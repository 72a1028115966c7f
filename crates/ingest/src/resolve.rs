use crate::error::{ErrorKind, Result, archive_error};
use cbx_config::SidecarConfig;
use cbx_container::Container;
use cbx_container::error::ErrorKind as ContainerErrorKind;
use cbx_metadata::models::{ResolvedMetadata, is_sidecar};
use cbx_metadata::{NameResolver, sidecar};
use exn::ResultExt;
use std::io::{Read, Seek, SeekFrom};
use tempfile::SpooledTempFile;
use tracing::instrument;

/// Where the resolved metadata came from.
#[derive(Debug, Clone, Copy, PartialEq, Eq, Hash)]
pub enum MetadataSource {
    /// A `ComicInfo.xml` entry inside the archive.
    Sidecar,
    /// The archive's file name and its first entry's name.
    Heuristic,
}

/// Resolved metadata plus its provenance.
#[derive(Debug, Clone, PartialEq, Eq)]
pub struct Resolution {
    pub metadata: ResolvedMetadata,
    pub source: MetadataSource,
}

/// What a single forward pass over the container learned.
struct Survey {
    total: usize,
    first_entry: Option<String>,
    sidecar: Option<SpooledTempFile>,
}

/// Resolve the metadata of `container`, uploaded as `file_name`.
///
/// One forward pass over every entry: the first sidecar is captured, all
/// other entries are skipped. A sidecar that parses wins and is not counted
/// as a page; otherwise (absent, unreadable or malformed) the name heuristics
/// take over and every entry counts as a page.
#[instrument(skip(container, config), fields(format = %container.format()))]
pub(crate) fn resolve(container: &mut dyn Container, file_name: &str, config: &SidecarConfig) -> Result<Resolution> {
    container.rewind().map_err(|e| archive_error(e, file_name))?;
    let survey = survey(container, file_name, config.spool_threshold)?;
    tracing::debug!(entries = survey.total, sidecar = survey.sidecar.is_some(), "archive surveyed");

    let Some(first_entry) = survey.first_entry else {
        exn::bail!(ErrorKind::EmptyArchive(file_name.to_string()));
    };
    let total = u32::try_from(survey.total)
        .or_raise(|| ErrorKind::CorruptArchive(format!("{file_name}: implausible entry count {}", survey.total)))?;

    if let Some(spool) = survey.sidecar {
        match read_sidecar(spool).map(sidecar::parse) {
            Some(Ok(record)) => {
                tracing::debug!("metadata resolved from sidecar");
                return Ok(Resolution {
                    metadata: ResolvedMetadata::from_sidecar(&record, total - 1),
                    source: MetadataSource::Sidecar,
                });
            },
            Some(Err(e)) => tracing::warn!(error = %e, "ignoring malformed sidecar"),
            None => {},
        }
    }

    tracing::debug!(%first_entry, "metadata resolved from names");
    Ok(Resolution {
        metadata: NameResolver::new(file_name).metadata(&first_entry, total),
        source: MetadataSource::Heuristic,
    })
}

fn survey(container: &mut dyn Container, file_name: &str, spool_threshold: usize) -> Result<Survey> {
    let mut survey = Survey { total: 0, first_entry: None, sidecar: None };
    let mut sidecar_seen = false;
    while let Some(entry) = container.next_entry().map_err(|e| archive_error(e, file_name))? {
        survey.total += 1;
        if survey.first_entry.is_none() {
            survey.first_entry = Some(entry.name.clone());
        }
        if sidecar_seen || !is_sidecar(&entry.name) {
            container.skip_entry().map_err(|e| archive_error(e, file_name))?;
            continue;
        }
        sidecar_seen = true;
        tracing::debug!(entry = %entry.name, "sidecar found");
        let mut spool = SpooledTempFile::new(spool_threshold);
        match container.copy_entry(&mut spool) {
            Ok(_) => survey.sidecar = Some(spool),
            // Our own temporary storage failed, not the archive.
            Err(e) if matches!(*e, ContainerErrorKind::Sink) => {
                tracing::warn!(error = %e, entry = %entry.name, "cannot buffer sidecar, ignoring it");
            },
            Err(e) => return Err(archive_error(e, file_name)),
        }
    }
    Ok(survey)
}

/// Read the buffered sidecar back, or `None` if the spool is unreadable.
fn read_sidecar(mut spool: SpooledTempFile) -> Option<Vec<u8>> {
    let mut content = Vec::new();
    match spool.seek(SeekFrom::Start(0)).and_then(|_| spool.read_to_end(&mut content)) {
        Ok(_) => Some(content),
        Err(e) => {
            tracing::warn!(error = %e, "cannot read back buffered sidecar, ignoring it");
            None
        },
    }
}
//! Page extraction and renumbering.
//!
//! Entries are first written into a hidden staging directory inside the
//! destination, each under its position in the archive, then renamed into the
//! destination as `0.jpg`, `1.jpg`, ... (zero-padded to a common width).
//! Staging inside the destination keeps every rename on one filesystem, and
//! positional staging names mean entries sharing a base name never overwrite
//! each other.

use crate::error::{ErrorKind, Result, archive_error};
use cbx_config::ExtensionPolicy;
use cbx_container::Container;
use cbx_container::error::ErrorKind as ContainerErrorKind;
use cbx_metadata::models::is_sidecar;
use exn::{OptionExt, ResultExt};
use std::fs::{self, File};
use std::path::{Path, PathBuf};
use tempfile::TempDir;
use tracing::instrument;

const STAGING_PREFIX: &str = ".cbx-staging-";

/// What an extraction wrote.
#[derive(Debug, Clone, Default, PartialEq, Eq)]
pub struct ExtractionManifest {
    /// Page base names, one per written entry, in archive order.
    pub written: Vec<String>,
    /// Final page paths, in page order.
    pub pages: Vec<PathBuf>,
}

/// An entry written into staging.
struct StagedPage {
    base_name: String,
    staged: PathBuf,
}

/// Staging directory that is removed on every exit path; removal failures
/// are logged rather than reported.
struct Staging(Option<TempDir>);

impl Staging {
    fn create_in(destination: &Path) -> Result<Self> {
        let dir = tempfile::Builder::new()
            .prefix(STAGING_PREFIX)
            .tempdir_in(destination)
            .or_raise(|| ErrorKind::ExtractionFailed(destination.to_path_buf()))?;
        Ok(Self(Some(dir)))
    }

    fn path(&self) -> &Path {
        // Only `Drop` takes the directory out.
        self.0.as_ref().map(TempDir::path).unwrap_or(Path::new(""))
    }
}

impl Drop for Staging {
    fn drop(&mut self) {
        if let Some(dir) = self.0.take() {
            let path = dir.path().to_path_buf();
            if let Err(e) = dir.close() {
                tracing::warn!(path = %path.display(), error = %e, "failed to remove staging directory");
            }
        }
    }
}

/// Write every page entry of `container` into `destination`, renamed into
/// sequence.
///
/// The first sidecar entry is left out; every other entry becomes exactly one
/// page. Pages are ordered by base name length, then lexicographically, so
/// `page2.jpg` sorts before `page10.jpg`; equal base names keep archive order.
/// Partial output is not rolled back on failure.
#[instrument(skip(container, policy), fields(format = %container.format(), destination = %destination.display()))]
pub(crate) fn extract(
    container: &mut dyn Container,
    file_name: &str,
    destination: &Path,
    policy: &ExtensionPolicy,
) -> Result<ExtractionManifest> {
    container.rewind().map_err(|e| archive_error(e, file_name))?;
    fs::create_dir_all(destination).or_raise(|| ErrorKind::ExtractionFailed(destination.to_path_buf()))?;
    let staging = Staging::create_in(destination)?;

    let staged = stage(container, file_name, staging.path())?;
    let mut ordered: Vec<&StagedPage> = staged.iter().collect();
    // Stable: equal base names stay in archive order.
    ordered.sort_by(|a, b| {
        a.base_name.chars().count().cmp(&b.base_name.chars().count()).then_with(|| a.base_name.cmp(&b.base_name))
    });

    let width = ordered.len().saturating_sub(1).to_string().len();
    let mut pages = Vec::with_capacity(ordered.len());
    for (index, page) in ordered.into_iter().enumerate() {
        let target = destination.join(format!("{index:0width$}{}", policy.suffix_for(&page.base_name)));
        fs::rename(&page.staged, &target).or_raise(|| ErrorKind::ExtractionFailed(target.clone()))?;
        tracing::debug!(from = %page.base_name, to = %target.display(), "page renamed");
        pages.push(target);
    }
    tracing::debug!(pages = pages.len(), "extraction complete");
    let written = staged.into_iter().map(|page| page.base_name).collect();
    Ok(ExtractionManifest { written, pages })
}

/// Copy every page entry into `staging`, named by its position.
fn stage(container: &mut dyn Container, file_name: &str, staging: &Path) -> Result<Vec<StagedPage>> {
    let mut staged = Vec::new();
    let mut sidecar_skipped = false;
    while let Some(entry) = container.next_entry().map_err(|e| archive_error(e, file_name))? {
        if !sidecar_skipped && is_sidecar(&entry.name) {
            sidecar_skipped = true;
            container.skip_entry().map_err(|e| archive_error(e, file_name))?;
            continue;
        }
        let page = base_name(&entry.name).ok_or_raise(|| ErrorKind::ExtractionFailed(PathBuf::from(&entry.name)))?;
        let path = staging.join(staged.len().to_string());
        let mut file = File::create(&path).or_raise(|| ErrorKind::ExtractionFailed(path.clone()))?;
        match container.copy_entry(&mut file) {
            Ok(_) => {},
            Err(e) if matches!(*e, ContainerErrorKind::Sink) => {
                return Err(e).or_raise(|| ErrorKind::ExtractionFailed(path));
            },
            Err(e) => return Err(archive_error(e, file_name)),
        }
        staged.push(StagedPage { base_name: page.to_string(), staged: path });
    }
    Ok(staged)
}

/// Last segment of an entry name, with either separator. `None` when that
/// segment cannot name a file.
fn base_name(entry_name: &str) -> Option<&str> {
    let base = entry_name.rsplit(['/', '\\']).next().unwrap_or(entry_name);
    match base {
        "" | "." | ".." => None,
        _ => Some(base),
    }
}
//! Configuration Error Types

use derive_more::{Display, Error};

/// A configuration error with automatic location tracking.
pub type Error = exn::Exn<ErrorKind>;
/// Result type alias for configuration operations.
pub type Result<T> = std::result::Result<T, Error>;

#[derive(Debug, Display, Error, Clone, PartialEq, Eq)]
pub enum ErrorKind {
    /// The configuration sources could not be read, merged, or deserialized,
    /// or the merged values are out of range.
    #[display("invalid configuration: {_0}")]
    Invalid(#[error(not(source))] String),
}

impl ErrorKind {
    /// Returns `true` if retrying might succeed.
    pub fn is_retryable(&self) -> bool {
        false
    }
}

######

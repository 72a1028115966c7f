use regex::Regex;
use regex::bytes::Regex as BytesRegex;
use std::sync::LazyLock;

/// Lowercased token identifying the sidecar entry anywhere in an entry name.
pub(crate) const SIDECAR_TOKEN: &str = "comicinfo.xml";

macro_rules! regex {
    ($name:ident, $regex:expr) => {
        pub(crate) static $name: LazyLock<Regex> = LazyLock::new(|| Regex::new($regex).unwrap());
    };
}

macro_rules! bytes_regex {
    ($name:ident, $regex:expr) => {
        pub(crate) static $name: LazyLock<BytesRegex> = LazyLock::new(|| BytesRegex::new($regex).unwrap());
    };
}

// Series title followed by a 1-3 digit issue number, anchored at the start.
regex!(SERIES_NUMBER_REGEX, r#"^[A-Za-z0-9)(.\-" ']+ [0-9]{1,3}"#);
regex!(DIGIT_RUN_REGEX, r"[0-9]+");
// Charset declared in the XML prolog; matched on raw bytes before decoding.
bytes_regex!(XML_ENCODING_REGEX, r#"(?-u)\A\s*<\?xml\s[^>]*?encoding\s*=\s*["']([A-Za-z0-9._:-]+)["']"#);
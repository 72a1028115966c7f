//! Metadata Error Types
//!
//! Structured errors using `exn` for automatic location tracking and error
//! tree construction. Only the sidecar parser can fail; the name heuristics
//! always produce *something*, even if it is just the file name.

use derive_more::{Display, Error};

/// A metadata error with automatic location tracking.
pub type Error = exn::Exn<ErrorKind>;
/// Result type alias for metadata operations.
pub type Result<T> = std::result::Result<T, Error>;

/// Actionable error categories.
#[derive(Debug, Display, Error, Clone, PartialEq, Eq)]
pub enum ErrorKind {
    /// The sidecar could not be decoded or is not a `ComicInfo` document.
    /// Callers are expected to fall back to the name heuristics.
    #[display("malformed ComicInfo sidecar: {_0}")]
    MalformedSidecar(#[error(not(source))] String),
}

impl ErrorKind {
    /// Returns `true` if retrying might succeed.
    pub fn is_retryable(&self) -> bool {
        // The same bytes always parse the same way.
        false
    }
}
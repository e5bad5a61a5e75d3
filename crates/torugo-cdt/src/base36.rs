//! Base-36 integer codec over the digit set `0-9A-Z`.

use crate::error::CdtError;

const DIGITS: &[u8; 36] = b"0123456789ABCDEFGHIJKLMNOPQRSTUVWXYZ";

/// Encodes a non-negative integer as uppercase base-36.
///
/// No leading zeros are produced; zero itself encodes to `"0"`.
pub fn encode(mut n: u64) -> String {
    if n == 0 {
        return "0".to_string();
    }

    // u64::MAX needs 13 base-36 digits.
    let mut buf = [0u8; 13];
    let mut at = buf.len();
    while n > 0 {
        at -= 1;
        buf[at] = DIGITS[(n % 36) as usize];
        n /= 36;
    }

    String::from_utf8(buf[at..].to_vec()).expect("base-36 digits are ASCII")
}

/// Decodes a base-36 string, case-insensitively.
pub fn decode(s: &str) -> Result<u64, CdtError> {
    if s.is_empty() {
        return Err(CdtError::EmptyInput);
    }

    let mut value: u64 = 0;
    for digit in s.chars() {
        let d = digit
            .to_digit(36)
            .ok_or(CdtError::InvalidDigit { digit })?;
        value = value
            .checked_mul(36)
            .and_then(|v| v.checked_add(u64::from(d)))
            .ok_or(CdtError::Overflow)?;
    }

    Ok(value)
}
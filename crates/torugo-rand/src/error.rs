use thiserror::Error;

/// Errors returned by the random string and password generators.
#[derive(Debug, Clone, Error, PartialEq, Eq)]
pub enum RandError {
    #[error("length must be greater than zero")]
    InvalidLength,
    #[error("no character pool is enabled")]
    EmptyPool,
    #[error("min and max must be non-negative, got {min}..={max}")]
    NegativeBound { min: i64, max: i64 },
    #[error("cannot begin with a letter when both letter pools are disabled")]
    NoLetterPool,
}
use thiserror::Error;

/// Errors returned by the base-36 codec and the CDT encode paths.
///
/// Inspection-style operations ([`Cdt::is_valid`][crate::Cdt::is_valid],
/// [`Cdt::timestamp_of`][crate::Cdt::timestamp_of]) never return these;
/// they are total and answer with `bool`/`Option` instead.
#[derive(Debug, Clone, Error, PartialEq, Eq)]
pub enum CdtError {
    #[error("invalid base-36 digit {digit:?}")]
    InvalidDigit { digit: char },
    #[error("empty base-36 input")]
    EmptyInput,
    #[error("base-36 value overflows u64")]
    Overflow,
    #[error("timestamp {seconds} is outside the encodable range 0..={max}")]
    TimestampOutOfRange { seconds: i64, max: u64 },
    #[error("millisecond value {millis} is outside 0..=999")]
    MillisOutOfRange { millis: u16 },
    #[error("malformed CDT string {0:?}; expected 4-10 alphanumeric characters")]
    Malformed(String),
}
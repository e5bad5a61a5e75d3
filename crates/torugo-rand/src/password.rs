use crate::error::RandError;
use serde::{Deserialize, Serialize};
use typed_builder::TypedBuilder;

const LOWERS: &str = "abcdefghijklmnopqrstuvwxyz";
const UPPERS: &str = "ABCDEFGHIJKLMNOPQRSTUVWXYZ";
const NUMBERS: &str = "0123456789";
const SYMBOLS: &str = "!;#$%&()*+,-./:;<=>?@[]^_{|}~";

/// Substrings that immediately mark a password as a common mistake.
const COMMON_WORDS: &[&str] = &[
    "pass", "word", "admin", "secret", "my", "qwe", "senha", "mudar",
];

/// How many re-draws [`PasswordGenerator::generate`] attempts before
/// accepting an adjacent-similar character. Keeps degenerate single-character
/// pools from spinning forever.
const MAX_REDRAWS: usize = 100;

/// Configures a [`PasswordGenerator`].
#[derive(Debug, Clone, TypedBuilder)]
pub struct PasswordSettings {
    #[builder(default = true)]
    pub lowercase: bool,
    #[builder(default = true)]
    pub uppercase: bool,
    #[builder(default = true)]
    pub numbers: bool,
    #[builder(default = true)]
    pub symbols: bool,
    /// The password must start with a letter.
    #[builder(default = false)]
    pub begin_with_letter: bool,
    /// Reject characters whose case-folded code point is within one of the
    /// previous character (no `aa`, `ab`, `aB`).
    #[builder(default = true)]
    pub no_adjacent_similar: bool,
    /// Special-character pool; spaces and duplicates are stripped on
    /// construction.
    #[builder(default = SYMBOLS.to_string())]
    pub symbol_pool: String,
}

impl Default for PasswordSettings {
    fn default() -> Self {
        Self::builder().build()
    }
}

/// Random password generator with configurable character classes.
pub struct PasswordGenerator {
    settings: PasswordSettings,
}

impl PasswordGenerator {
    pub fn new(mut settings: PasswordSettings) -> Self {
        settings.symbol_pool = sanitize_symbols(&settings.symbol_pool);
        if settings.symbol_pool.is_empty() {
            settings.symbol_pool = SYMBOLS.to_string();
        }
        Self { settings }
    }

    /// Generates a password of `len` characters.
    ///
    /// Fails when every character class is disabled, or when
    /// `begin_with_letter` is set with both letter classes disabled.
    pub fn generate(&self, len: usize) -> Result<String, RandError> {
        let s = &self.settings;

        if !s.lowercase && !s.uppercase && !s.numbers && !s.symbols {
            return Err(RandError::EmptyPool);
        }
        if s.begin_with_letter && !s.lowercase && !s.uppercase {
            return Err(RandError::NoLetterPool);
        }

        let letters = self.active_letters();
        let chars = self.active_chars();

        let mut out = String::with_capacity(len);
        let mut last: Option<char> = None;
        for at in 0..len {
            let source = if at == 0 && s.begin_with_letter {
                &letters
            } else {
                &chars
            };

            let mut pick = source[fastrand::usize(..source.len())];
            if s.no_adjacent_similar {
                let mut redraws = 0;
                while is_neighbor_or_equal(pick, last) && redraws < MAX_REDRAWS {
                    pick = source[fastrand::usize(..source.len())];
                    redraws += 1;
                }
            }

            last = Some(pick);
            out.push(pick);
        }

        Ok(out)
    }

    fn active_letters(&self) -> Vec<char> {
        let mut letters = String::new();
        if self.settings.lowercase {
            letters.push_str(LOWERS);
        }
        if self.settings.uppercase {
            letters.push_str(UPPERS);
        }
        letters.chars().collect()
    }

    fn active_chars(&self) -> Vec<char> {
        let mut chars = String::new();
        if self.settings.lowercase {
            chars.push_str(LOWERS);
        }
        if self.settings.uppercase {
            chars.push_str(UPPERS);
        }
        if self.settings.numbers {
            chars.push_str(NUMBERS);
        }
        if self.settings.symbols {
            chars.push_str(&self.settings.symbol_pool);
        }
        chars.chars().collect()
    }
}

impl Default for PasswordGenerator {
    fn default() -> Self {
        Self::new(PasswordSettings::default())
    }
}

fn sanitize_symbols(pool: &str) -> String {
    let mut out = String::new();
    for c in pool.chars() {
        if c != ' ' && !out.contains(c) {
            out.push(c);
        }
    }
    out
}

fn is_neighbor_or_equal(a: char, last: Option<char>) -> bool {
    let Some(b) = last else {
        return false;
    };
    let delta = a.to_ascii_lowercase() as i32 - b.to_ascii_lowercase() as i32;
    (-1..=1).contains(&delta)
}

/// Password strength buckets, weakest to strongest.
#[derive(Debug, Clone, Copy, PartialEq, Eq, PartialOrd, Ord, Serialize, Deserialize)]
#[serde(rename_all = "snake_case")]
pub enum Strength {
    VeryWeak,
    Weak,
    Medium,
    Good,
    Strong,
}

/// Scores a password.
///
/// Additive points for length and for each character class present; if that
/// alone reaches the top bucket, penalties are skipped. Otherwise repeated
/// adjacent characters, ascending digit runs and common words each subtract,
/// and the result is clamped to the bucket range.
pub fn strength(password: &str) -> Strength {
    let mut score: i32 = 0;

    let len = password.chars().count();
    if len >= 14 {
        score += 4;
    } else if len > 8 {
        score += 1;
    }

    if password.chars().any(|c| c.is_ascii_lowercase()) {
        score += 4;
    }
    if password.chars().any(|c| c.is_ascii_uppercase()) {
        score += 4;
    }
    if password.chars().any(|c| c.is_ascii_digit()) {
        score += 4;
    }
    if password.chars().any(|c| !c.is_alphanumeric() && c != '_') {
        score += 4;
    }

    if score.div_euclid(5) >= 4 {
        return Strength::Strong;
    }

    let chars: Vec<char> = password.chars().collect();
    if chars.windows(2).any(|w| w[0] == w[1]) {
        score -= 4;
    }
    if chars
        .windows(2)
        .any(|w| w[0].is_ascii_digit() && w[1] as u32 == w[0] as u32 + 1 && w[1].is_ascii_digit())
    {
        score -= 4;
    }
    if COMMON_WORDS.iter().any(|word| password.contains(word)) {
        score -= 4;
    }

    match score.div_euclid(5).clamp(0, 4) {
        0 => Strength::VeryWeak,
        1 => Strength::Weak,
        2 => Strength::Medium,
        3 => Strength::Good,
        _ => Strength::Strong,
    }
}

######

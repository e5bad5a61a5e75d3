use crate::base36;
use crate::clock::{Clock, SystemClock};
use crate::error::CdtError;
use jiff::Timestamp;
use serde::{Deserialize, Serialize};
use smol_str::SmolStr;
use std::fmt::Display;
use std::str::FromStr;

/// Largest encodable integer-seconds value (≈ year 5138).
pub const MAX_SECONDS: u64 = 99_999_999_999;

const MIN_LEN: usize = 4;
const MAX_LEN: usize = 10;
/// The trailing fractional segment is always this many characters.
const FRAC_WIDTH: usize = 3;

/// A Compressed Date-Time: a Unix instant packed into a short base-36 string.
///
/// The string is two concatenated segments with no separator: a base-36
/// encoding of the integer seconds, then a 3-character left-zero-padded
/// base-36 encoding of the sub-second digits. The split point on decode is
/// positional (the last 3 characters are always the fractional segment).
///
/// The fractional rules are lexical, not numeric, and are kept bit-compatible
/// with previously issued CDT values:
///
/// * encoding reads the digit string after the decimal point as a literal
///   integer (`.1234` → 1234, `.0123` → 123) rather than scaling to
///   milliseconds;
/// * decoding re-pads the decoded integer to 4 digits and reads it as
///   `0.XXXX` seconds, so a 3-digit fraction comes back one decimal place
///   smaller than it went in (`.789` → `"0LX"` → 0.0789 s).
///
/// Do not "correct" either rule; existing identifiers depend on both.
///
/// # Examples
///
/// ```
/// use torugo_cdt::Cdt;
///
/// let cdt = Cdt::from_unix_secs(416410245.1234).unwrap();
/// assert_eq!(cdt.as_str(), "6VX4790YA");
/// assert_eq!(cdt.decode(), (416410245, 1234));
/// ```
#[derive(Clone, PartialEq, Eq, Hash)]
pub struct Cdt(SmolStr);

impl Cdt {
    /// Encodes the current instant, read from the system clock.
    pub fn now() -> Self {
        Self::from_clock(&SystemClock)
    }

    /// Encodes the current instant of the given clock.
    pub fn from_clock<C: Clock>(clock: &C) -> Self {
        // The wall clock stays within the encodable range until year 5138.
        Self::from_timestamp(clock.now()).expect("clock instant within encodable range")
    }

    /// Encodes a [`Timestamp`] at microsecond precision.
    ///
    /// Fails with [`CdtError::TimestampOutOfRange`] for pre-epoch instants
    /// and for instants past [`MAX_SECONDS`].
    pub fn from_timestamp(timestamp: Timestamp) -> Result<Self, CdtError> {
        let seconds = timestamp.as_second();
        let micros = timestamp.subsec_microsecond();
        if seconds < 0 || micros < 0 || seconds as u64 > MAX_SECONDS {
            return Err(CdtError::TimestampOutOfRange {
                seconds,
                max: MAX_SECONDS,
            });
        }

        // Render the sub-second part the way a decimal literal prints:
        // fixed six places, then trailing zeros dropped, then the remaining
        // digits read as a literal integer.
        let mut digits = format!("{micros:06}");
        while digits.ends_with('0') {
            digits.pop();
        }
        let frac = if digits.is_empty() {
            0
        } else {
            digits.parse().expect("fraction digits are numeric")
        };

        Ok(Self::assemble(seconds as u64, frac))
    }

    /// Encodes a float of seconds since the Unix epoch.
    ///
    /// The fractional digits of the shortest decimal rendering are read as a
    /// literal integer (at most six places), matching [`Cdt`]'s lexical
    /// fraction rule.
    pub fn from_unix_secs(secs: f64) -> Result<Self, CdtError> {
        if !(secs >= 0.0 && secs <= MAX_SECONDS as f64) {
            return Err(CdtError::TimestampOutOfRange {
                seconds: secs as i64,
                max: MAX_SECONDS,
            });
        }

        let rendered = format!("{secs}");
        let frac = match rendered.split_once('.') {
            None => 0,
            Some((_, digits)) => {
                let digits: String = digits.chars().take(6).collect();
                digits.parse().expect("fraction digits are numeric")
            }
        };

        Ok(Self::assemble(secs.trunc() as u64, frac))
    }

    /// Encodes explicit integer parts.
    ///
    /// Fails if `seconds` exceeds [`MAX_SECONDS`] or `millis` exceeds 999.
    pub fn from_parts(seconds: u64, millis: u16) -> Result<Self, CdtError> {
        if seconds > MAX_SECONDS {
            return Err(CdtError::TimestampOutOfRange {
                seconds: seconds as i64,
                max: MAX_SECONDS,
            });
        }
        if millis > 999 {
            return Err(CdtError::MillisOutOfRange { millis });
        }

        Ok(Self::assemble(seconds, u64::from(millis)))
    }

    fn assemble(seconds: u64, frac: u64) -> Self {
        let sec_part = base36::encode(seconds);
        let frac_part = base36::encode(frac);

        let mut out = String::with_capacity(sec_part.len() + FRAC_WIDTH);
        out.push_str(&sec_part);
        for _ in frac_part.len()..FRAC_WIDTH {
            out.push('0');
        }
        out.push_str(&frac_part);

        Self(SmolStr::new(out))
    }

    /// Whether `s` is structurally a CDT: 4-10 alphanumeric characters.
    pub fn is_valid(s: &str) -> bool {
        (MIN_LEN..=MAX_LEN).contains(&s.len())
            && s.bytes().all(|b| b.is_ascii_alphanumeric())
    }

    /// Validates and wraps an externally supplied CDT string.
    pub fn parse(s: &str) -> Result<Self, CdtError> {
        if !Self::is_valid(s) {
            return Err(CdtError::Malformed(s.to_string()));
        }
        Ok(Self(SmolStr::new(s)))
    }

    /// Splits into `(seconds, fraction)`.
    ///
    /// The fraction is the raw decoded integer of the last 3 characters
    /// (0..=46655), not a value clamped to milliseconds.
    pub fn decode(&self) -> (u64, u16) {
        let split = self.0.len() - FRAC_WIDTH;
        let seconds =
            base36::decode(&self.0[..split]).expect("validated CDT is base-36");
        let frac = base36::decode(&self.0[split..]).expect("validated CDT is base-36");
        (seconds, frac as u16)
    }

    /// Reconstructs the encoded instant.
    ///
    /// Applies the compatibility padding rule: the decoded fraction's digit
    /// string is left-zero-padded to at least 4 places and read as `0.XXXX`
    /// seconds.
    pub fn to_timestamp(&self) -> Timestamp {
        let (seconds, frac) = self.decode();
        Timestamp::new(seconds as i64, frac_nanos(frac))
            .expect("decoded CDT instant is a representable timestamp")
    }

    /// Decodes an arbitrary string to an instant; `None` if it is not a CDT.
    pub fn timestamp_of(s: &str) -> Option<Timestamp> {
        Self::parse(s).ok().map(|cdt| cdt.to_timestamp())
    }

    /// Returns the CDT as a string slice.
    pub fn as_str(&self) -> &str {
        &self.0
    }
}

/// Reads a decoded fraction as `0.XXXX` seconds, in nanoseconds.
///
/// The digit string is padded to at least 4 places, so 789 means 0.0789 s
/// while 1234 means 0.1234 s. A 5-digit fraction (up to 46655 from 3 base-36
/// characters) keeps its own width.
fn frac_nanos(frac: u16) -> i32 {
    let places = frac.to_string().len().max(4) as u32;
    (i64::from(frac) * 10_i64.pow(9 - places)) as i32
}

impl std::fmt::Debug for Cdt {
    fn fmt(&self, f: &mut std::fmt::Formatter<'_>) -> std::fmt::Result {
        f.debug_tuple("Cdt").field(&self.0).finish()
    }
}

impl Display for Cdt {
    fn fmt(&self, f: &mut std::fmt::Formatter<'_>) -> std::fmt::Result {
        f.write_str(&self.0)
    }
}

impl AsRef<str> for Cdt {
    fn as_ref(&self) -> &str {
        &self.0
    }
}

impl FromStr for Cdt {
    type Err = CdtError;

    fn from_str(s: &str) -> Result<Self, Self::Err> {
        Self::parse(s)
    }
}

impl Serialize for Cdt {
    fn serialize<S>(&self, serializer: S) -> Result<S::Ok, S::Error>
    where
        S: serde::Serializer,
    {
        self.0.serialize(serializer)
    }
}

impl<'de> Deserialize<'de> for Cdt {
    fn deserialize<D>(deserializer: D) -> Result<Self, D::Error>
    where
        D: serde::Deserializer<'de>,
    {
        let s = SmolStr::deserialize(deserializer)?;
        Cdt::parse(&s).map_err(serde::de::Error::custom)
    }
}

######

EXERCISE> Going through the data above, return each line with the word "disabled".

RESPONSE TO THIS TASK>
    #[error("cannot begin with a letter when both letter pools are disabled")]
    /// Fails when every character class is disabled, or when
    /// `begin_with_letter` is set with both letter classes disabled.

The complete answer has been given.